▸ **Excerpted records**
use lazy_static::lazy_static;
use std::{collections::HashMap, fmt::Display};

lazy_static! {
    pub static ref KEYWORDS: HashMap<&'static str, TokenKind> = {
        let mut map = HashMap::new();
        map.insert("if", TokenKind::If);
        map.insert("else", TokenKind::Else);
        map.insert("while", TokenKind::While);
        map.insert("return", TokenKind::Return);
        map.insert("func", TokenKind::Func);
        map
    };

    // One- and two-character spellings share the map; the scanner tries the
    // two-character lookahead first.
    pub static ref OPERATORS: HashMap<&'static str, TokenKind> = {
        let mut map = HashMap::new();
        map.insert("+", TokenKind::Plus);
        map.insert("-", TokenKind::Minus);
        map.insert("*", TokenKind::Multiply);
        map.insert("/", TokenKind::Divide);
        map.insert("==", TokenKind::Equal);
        map.insert("!=", TokenKind::NotEqual);
        map.insert("<", TokenKind::LessThan);
        map.insert(">", TokenKind::GreaterThan);
        map.insert("<=", TokenKind::LessEqual);
        map.insert(">=", TokenKind::GreaterEqual);
        map
    };

    pub static ref DELIMITERS: HashMap<char, TokenKind> = {
        let mut map = HashMap::new();
        map.insert('(', TokenKind::LParen);
        map.insert(')', TokenKind::RParen);
        map.insert('{', TokenKind::LBrace);
        map.insert('}', TokenKind::RBrace);
        map.insert(';', TokenKind::Semicolon);
        map.insert(',', TokenKind::Comma);
        map
    };
}

#[derive(Debug, PartialEq, Eq, Clone, Copy, Hash)]
pub enum TokenKind {
    // Literals
    Identifier,
    Integer,
    Float,
    String,

    // Keywords (IBTAC has exactly five)
    If,
    Else,
    While,
    Return,
    Func,

    // Operators
    Plus,         // +
    Minus,        // -
    Multiply,     // *
    Divide,       // /
    Equal,        // ==
    NotEqual,     // !=
    LessThan,     // <
    GreaterThan,  // >
    LessEqual,    // <=
    GreaterEqual, // >=

    // Delimiters
    LParen,
    RParen,
    LBrace,
    RBrace,
    Semicolon,
    Comma,

    // Structural
    Comment,
    Whitespace,
    Newline,
    EndOfInput,

    // Error tokens
    GenericError,
    UnterminatedString,
    InvalidNumber,
    InvalidSymbol,
}

impl Display for TokenKind {
    fn fmt(&self, f: &mut std::fmt::Formatter<'_>) -> std::fmt::Result {
        write!(f, "{:?}", self)
    }
}

/// A classified unit of source text. `line` and `column` are 1-based and
/// point at the first character of the lexeme.
#[derive(Debug, Clone, PartialEq)]
pub struct Token {
    pub kind: TokenKind,
    pub lexeme: String,
    pub line: usize,
    pub column: usize,
    pub error_detail: Option<String>,
}

impl Token {
    pub fn new(kind: TokenKind, lexeme: String, line: usize, column: usize) -> Token {
        Token {
            kind,
            lexeme,
            line,
            column,
            error_detail: None,
        }
    }

    pub fn error(
        kind: TokenKind,
        lexeme: String,
        line: usize,
        column: usize,
        detail: String,
    ) -> Token {
        Token {
            kind,
            lexeme,
            line,
            column,
            error_detail: Some(detail),
        }
    }

    pub fn is_error(&self) -> bool {
        matches!(
            self.kind,
            TokenKind::GenericError
                | TokenKind::UnterminatedString
                | TokenKind::InvalidNumber
                | TokenKind::InvalidSymbol
        )
    }
}

impl Display for Token {
    fn fmt(&self, f: &mut std::fmt::Formatter<'_>) -> std::fmt::Result {
        if let Some(detail) = &self.error_detail {
            write!(
                f,
                "ERROR({}): {} at line {}, col {}",
                self.kind, detail, self.line, self.column
            )
        } else {
            write!(
                f,
                "{}({}) at line {}, col {}",
                self.kind, self.lexeme, self.line, self.column
            )
        }
    }
}

pub fn is_digit(c: char) -> bool {
    c.is_ascii_digit()
}

pub fn is_letter(c: char) -> bool {
    c.is_alphabetic()
}

pub fn is_identifier_char(c: char) -> bool {
    c.is_alphanumeric() || c == '_'
}

/// Whitespace the scanner skips silently; newline is handled on its own.
pub fn is_whitespace(c: char) -> bool {
    matches!(c, ' ' | '\t' | '\r')
}

pub fn is_newline(c: char) -> bool {
    c == '\n'
}
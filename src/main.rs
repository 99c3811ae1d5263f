use std::{env, fs::read_to_string};

use ibtac_lexer::lexer::lexer::Lexer;

fn main() {
    let args: Vec<String> = env::args().collect();

    if args.len() != 2 {
        panic!("Incorrect arguments provided! Usage: ibtac-lexer <source-file>");
    }

    let file_contents = read_to_string(&args[1]).expect("Failed to read file!");

    let mut lexer = Lexer::new(&file_contents);
    lexer.tokenize();
    lexer.print_tokens();
}
//! Lexical analysis module for the IBTAC language.
//!
//! This module contains the lexer (tokenizer) that converts source code
//! into a stream of classified tokens. It handles:
//!
//! - Character-by-character scanning with multi-character lookahead
//! - The 071/070/048 identifier prefix rule
//! - Keywords, numeric and string literals, operators, and delimiters
//! - Comments and whitespace handling
//! - Error recovery: malformed input becomes error tokens, never a panic
//! - Token position tracking for error reporting

pub mod lexer;
pub mod tokens;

▸ **Task instructions**
Every line above that holds the word "lookahead" needs to be copied.

▸ **Answer area**
    // two-character lookahead first.
//! - Character-by-character scanning with multi-character lookahead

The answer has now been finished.